* Prompt: Your answer should consist of the lines in the listing that hold "ArrivalTolerance".

* Data supplied:
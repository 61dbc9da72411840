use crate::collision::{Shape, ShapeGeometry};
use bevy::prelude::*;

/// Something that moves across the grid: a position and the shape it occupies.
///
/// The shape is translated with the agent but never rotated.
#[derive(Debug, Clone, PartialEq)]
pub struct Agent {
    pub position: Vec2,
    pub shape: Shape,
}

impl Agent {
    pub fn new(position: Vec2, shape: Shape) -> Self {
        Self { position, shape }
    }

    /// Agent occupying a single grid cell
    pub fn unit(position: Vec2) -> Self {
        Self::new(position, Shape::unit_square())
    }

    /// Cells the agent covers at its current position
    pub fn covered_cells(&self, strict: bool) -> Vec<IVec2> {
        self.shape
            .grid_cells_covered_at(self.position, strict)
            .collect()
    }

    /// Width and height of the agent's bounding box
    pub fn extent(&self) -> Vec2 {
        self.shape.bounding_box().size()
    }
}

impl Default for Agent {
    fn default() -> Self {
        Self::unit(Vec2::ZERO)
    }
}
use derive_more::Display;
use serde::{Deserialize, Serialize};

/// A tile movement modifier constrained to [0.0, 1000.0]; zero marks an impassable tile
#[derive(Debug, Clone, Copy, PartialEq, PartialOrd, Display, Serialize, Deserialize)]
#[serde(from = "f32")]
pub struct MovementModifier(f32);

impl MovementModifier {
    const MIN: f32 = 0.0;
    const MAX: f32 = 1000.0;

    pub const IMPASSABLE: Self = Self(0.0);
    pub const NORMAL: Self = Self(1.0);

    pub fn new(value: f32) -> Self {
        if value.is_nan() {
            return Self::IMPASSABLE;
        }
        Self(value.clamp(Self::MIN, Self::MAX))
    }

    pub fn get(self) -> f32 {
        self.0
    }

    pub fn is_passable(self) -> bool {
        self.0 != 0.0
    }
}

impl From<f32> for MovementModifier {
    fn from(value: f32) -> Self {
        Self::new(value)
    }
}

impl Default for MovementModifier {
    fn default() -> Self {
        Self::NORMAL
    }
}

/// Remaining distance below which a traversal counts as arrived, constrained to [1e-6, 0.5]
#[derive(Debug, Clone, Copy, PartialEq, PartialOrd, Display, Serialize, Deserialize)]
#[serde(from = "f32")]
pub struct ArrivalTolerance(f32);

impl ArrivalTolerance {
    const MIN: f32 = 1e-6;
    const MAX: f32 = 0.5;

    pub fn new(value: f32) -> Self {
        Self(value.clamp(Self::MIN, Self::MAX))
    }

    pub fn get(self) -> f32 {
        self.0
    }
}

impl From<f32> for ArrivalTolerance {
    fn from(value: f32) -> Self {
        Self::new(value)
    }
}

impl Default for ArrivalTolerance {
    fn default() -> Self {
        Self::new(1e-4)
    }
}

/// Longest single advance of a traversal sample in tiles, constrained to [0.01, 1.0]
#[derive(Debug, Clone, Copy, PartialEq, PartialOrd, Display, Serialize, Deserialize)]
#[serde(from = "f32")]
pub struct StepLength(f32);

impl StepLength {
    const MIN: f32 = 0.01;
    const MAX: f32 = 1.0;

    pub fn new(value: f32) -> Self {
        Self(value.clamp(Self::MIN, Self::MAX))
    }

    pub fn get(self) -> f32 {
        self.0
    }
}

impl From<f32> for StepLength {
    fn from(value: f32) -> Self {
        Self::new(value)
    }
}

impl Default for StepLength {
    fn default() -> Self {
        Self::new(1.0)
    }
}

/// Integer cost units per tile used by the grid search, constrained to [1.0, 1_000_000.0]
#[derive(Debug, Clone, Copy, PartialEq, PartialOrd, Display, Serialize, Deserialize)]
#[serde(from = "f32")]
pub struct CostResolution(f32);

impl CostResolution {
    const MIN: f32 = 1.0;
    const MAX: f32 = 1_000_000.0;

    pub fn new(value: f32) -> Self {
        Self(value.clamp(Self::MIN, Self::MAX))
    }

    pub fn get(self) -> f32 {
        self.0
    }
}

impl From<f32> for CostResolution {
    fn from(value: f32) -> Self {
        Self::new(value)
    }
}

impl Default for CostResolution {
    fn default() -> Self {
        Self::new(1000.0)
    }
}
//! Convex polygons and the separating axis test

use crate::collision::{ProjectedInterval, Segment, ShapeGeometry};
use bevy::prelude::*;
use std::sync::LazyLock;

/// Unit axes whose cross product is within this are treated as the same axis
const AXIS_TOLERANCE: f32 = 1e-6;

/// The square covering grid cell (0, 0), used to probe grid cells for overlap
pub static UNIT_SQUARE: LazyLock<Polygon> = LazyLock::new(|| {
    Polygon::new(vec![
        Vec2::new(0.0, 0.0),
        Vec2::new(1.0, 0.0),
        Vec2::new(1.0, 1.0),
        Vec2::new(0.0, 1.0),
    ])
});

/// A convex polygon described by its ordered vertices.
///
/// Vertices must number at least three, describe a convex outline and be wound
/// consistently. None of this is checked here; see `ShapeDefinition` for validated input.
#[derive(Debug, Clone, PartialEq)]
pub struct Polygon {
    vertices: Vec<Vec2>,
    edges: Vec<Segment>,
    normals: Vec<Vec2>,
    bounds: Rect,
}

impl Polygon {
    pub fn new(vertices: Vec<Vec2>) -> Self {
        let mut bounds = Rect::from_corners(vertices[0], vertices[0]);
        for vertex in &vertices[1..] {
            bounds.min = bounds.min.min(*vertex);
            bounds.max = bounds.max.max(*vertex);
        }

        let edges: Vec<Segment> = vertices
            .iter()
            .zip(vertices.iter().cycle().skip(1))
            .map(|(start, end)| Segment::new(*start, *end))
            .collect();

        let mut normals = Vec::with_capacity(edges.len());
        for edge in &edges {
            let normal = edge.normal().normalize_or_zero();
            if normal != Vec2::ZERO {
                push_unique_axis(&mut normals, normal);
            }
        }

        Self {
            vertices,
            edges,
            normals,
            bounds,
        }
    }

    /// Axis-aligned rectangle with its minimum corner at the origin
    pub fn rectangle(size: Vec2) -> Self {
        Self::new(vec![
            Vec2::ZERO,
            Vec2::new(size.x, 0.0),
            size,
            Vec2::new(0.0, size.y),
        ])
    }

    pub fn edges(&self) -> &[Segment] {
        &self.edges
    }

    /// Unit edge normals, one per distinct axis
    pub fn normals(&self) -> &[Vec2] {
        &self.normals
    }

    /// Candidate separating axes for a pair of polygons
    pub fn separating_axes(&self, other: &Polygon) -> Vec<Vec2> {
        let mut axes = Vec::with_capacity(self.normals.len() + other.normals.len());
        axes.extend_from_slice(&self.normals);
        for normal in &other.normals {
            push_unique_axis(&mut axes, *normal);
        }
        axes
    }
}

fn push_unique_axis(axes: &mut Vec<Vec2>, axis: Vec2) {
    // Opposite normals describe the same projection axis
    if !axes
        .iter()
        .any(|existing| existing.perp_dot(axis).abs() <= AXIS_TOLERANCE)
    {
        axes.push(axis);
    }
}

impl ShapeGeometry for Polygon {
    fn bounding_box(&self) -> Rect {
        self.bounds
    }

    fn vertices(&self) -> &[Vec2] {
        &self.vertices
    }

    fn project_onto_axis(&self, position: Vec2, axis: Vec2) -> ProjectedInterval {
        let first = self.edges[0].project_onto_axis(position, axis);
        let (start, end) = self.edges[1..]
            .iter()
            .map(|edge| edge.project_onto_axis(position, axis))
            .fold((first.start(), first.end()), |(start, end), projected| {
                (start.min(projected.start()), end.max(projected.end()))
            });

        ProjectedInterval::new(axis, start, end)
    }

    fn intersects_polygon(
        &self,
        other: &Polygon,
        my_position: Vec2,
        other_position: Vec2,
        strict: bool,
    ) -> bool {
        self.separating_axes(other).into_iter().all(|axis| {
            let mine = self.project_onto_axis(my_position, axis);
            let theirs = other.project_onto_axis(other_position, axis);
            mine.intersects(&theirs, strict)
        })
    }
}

* Response:
pub struct ArrivalTolerance(f32);
impl ArrivalTolerance {
impl From<f32> for ArrivalTolerance {
impl Default for ArrivalTolerance {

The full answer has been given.